The TPS segment primarily provides electronic payment processing services in the United States, Canada, Mexico, Honduras, Puerto Rico, and Europe. It also provides back-end processing services to support merchant processing and offers other products and services to support its processing services. In addition, the TPS segment provides commercial printing and related services; programming support and assistance with the conversion of card portfolios to TS2; recovery collections, bankruptcy process and legal account management, and skip tracing services; Internet, Intranet, and client/server software solutions for commercial card management programs; targeted loyalty consulting, as well as travel, gift card, and reward programs; gift card processing services to Japanese clients; prepaid card solutions; and sells and leases computer related equipment associated with its electronic payment processing services. As of April 26, 2005, Synovus operated 41 banks and other Synovus’ offices in Georgia, Alabama, South Carolina, Florida, and Tennessee. The company was formed in 1888 and was formerly known as CB&T Bancshares, Inc. It changed its name to Synovus Financial Corp. in 1989. Synovus is headquartered in Columbus, Georgia.

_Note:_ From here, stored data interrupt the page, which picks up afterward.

use std::collections::HashMap;
use std::sync::{Arc, PoisonError, RwLock};

use super::ArtifactStore;
use crate::error::{StoreError, StoreResult};

/// In-memory artifact store; clones share contents.
#[derive(Debug, Clone, Default)]
pub struct MemoryStore {
    artifacts: Arc<RwLock<HashMap<String, Vec<u8>>>>,
}

impl MemoryStore {
    #[must_use]
    pub fn new() -> Self {
        Self::default()
    }

    /// Stored keys, sorted.
    #[must_use]
    pub fn keys(&self) -> Vec<String> {
        let artifacts = self.artifacts.read().unwrap_or_else(PoisonError::into_inner);
        let mut keys: Vec<String> = artifacts.keys().cloned().collect();
        keys.sort();
        keys
    }

    /// Stored artifact decoded as UTF-8, if present.
    #[must_use]
    pub fn text(&self, key: &str) -> Option<String> {
        self.get(key).ok().map(|b| String::from_utf8_lossy(&b).into_owned())
    }

    /// Number of stored artifacts.
    #[must_use]
    pub fn len(&self) -> usize {
        self.artifacts.read().unwrap_or_else(PoisonError::into_inner).len()
    }

    /// True when nothing has been written.
    #[must_use]
    pub fn is_empty(&self) -> bool {
        self.len() == 0
    }
}

impl ArtifactStore for MemoryStore {
    fn put(&self, key: &str, bytes: &[u8]) -> StoreResult<String> {
        self.artifacts
            .write()
            .unwrap_or_else(PoisonError::into_inner)
            .insert(key.to_string(), bytes.to_vec());
        Ok(self.location(key))
    }

    fn get(&self, key: &str) -> StoreResult<Vec<u8>> {
        self.artifacts
            .read()
            .unwrap_or_else(PoisonError::into_inner)
            .get(key)
            .cloned()
            .ok_or_else(|| StoreError::not_found(key))
    }

    fn exists(&self, key: &str) -> bool {
        self.artifacts.read().unwrap_or_else(PoisonError::into_inner).contains_key(key)
    }

    fn location(&self, key: &str) -> String {
        format!("memory://{key}")
    }
}

#[cfg(test)]
mod tests {
    use super::*;

    #[test]
    fn test_clones_share_artifacts() {
        let store = MemoryStore::new();
        let clone = store.clone();
        assert_eq!(clone.put("k", b"v").unwrap(), "memory://k");

        assert!(store.exists("k"));
        assert_eq!(store.text("k").as_deref(), Some("v"));
        assert_eq!(store.keys(), vec!["k".to_string()]);
    }
}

SSG and PERT A (11-17-2005) | Google “stocks: oxy” | Company Website
We took an initial position today in OXY (and increased our existing position in Chevron). This is our second energy stock. For an assessment of OXY, see the October 15 report by McDep Associates. OXY has the lowest ratio of market capitalization and debt to present value (“McDep” ratio) making it the best value among the medium and large cap independent oil and gas producers. Value Line rates its financial strength A+. OXY pays a 1.5% dividend.
Business Description. Occidental Petroleum Corporation primarily engages in the exploration for, development, production, and marketing of crude oil and natural gas in the United States, Latin America, and Middle East. As of December 31, 2004, the company had proved reserves of 2,489 million barrels of oil and gas equivalent. Occidental Petroleum also manufactures and markets basic chemicals, such as chlorine, caustic soda, potassium chemicals, and their derivatives; vinyls, including polyvinyl chloride (PVC), vinyl chloride monomer, and ethylene dichloride; and performance chemicals, including chlorinated isocyanurates, resorcinol, antimony oxide, mercaptans, and sodium silicates. PVC resins are used in piping, electrical insulation, external construction materials, flooring, medical and automotive products, and packaging. The company markets its chemical products to industrial users or distributors through its own sales force. Occidental Petroleum is headquartered in Los Angels, California.